Lo que buscamos en una ciudad es el rostro de la otra ciudad perdida, como un antiguo amor de juventud que de pronto aparece en la plaza del Rossio con un clavel rojo en la cabeza cantando una canción de Chico Buarque, y esa plaza donde ella canta, es a su vez la plaza imaginada hecha con los trozos de todas las plazas donde has tomado el sol. Esa Piazza de San Cosimato en el Trastevere, donde pasé un año como un lagarto al sol. Efectivamente, un poeta no sirve para hablar o escribir sobre el hoy, demasiado ensimismado en lo otro, y lo otro lo es todo. En un día no pasa nada que realmente tenga importancia, necesitamos muchos días para comprender el instante en el que el sol rozó tu frente. Ahora mismo sólo el río crecido junto al que paseo tiene importancia. Pasa por mí toda el agua y yo paso por él seco. Las aguas del Tíber bajan rotas por la crecida, se han comido el paseo de Lungotevere, de color rojizo, la corriente turbia hace filigranas al romperse en las cepas de los puentes de Roma. Es un río que no se entretiene con nada, tiene prisa en morir. El río que limpia y purifica la ciudad eterna tiene prisa en llegar al mar y olvidar que atravesó la ciudad de la corrupta retórica.

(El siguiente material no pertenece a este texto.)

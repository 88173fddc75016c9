//! Compiled-stage cache.
//!
//! Entries are weak: a stage stays cached only while some pipeline still
//! holds the [`Rc`] handed out by [`ShaderCache::insert`] or
//! [`ShaderCache::get`].

use std::collections::HashMap;
use std::rc::{Rc, Weak};

use tracing::debug;

use super::CompiledShader;
use super::spirv::SpirvVersion;
use crate::backend::RenderingBackend;
use crate::hash::fnv1a64;
use crate::options::CrossCompileTarget;
use crate::shader::types::ShaderStage;

#[derive(Debug, Clone, Copy, PartialEq, Eq, Hash)]
pub struct CacheKey {
    pub stage: ShaderStage,
    pub source_hash: u64,
    pub backend: RenderingBackend,
    pub spirv_version: SpirvVersion,
    pub cross_compile: Option<CrossCompileTarget>,
}

impl CacheKey {
    pub fn new(
        stage: ShaderStage,
        source: &str,
        backend: RenderingBackend,
        spirv_version: SpirvVersion,
        cross_compile: Option<CrossCompileTarget>,
    ) -> Self {
        CacheKey {
            stage,
            source_hash: fnv1a64(source.as_bytes()),
            backend,
            spirv_version,
            cross_compile,
        }
    }
}

#[derive(Debug, Default)]
pub struct ShaderCache {
    entries: HashMap<CacheKey, Weak<CompiledShader>>,
    hits: u64,
    misses: u64,
}

impl ShaderCache {
    pub fn new() -> Self {
        Self::default()
    }

    pub fn get(&mut self, key: &CacheKey) -> Option<Rc<CompiledShader>> {
        match self.entries.get(key).and_then(Weak::upgrade) {
            Some(shader) => {
                self.hits += 1;
                debug!(stage = %key.stage, hash = key.source_hash, "shader cache hit");
                Some(shader)
            }
            None => {
                self.misses += 1;
                debug!(stage = %key.stage, hash = key.source_hash, "shader cache miss");
                None
            }
        }
    }

    pub fn insert(&mut self, key: CacheKey, shader: CompiledShader) -> Rc<CompiledShader> {
        let shader = Rc::new(shader);
        self.entries.insert(key, Rc::downgrade(&shader));
        shader
    }

    /// Drops entries whose last handle is gone. Returns how many were removed.
    pub fn purge(&mut self) -> usize {
        let before = self.entries.len();
        self.entries.retain(|_, weak| weak.strong_count() > 0);
        before - self.entries.len()
    }

    /// Number of entries still alive.
    pub fn len(&self) -> usize {
        self.entries.values().filter(|w| w.strong_count() > 0).count()
    }

    pub fn is_empty(&self) -> bool {
        self.len() == 0
    }

    pub fn hits(&self) -> u64 {
        self.hits
    }

    pub fn misses(&self) -> u64 {
        self.misses
    }
}

#[cfg(test)]
mod tests {
    use super::*;
    use crate::compiler::{Artifact, ArtifactKind};

    fn shader(stage: ShaderStage) -> CompiledShader {
        CompiledShader {
            stage,
            native: Artifact {
                kind: ArtifactKind::Spirv,
                bytes: vec![0x03, 0x02, 0x23, 0x07],
                entry_point: "main".to_string(),
            },
            cross_compiled: None,
        }
    }

    fn key(stage: ShaderStage, source: &str) -> CacheKey {
        CacheKey::new(stage, source, RenderingBackend::Vulkan, SpirvVersion::V1_0, None)
    }

    #[test]
    fn test_entries_live_while_held() {
        let mut cache = ShaderCache::new();
        let k = key(ShaderStage::Vertex, "void main() {}");
        assert!(cache.get(&k).is_none());
        let held = cache.insert(k, shader(ShaderStage::Vertex));
        let again = cache.get(&k).unwrap();
        assert!(Rc::ptr_eq(&held, &again));
        assert_eq!((cache.hits(), cache.misses()), (1, 1));
        assert_eq!(cache.len(), 1);

        drop(held);
        drop(again);
        assert!(cache.is_empty());
        assert!(cache.get(&k).is_none());
        assert_eq!(cache.purge(), 1);
        assert_eq!(cache.purge(), 0);
    }

    #[test]
    fn test_key_separates_targets() {
        let a = key(ShaderStage::Fragment, "x");
        let b = CacheKey {
            spirv_version: SpirvVersion::V1_3,
            ..a
        };
        let c = key(ShaderStage::Vertex, "x");
        assert_ne!(a, b);
        assert_ne!(a, c);
        assert_eq!(a, key(ShaderStage::Fragment, "x"));
    }
}
//! Fixed-function state attached to a pipeline, one variant per trait kind.

use serde::{Deserialize, Serialize};

#[derive(Debug, Clone, Copy, PartialEq, Eq, Default, Serialize, Deserialize)]
#[serde(rename_all = "camelCase")]
pub enum CompareFunc {
    Never,
    #[default]
    Less,
    Equal,
    LessEqual,
    Greater,
    NotEqual,
    GreaterEqual,
    Always,
}

#[derive(Debug, Clone, Copy, PartialEq, Eq, Default, Serialize, Deserialize)]
#[serde(rename_all = "camelCase")]
pub enum StencilOp {
    #[default]
    Keep,
    Zero,
    Replace,
    IncrementClamp,
    DecrementClamp,
    Invert,
    IncrementWrap,
    DecrementWrap,
}

#[derive(Debug, Clone, Copy, PartialEq, Eq, Serialize, Deserialize)]
#[serde(rename_all = "camelCase")]
pub struct StencilFace {
    #[serde(default)]
    pub func: CompareFunc,
    #[serde(default)]
    pub reference: u32,
    #[serde(default = "full_mask")]
    pub mask: u32,
    #[serde(default)]
    pub fail: StencilOp,
    #[serde(default)]
    pub depth_fail: StencilOp,
    #[serde(default)]
    pub pass: StencilOp,
}

fn full_mask() -> u32 {
    0xff
}

fn enabled() -> bool {
    true
}

#[derive(Debug, Clone, Copy, PartialEq, Eq, Serialize, Deserialize)]
#[serde(rename_all = "camelCase")]
pub enum BlendFactor {
    Zero,
    One,
    SrcColor,
    OneMinusSrcColor,
    DstColor,
    OneMinusDstColor,
    SrcAlpha,
    OneMinusSrcAlpha,
    DstAlpha,
    OneMinusDstAlpha,
}

#[derive(Debug, Clone, Copy, PartialEq, Eq, Default, Serialize, Deserialize)]
#[serde(rename_all = "camelCase")]
pub enum BlendOp {
    #[default]
    Add,
    Subtract,
    ReverseSubtract,
    Min,
    Max,
}

#[derive(Debug, Clone, Copy, PartialEq, Eq, Serialize, Deserialize)]
#[serde(rename_all = "camelCase")]
pub enum CullMode {
    None,
    Front,
    Back,
}

#[derive(Debug, Clone, Copy, PartialEq, Eq, Default, Serialize, Deserialize)]
#[serde(rename_all = "camelCase")]
pub enum FrontFace {
    #[default]
    CounterClockwise,
    Clockwise,
}

#[derive(Debug, Clone, PartialEq, Eq, Serialize, Deserialize)]
#[serde(tag = "type", rename_all = "camelCase")]
pub enum PipelineTrait {
    #[serde(rename_all = "camelCase")]
    DepthTest {
        #[serde(default = "enabled")]
        enabled: bool,
        #[serde(default = "enabled")]
        write_enabled: bool,
        #[serde(default)]
        func: CompareFunc,
        /// Clamp fragment depth instead of clipping.
        #[serde(default)]
        clamp: bool,
    },
    StencilTest {
        front: StencilFace,
        #[serde(default)]
        back: Option<StencilFace>,
    },
    #[serde(rename_all = "camelCase")]
    Blend {
        src_color: BlendFactor,
        dst_color: BlendFactor,
        #[serde(default)]
        color_op: BlendOp,
        #[serde(default)]
        src_alpha: Option<BlendFactor>,
        #[serde(default)]
        dst_alpha: Option<BlendFactor>,
        #[serde(default)]
        alpha_op: BlendOp,
    },
    #[serde(rename_all = "camelCase")]
    CullFace {
        mode: CullMode,
        #[serde(default)]
        front_face: FrontFace,
    },
}

impl PipelineTrait {
    pub fn kind(&self) -> &'static str {
        match self {
            PipelineTrait::DepthTest { .. } => "depthTest",
            PipelineTrait::StencilTest { .. } => "stencilTest",
            PipelineTrait::Blend { .. } => "blend",
            PipelineTrait::CullFace { .. } => "cullFace",
        }
    }
}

Demasiadas veces lo feo oculta una belleza extraña y lo que es fácilmente bello no es más que una hojalata vacía llena de agua y hojas podridas que huele mal. La extraña simbiosis entre ética y estética aún nos hace pensar en el mal como si este fuera un animal a punto de hablar un lenguaje puro -aún debemos encontrar la palabra que guarde a las dos-, como una señal de prohibido el paso que a la vez te invite a pasar e ir hacia donde no se puede, hacia el tú que pide ayuda al otro lado. No existe en este río y en casi ninguno la señal de prohibido el baño, puedes zambullirte, tirarte de cabeza y nadar hasta la otra orilla salvando la profunda corriente, siempre saldrás purificado de las aguas sucias.
La radioactividad es invisible, esa invisibilidad alrededor y dentro de las cosas es el alma moderna, el aura de la verdad absoluta, y esa humanidad vuelve a estar podrida por lo sagrado y por las palabras demasiado puras, casi radiactivas del poder invisible. Las palabras del totalitarismo. Incluso sucios, agonizantes, eternamente contaminados ningún río es feo. Paseamos por su orilla para limpiarnos del mundo. Nunca deberíamos tener que elegir entre lo que es bello y lo que es feo, entre lo sucio y lo limpio, entre lo impuro y lo puro. Yo me he construido un río hecho a su vez de trozos de ríos, he mezclado los paisajes, las aguas, las palabras, las tierras por las que pasa, y por este río ideal, hecho de otros ríos y con imágenes y fragmentos de la existencia, va el Danubio y sus muertos, el Salween que baja de las sagradas montañas del Tibet, con sus niveles de cadmio, cobre, plomo, mercurio y zinc, y el Citarum de Indonesia.
Quien se bañaba en las aguas ponzoñosas volvía puro a las calles. Por ese río imaginado va el Ganges de aguas podridas que al final de su curso desemboca en el Tajo. Todos los ríos sagrados pasan sucios. Nunca se secará este río condenado como todo lo sagrado a ser profanado. Paseaba a lo largo del Lungotevere para contemplar la crecida. Ahí, muy cerca de donde Pasolini tomaba el sol junto a Tonino Guerra, en las orillas de oro del verano, en la isla Tiberina, se encontraba el Puente Sublicio, que era de madera, el primer puente que hubo en Roma. A su entrada, vestido con una toga azul vivía el pontífice máximo, el que cuidaba del puente. Camino de Testaccio volví a escuchar en las aguas unos versos de Pasolini escritos al príncipe: “Si regresa el sol, si cae la tarde, si la noche tiene un sabor de noches futuras, si una siesta de lluvia parece regresar de tiempos demasiado amados… Para ser poetas hay que tener mucho tiempo”.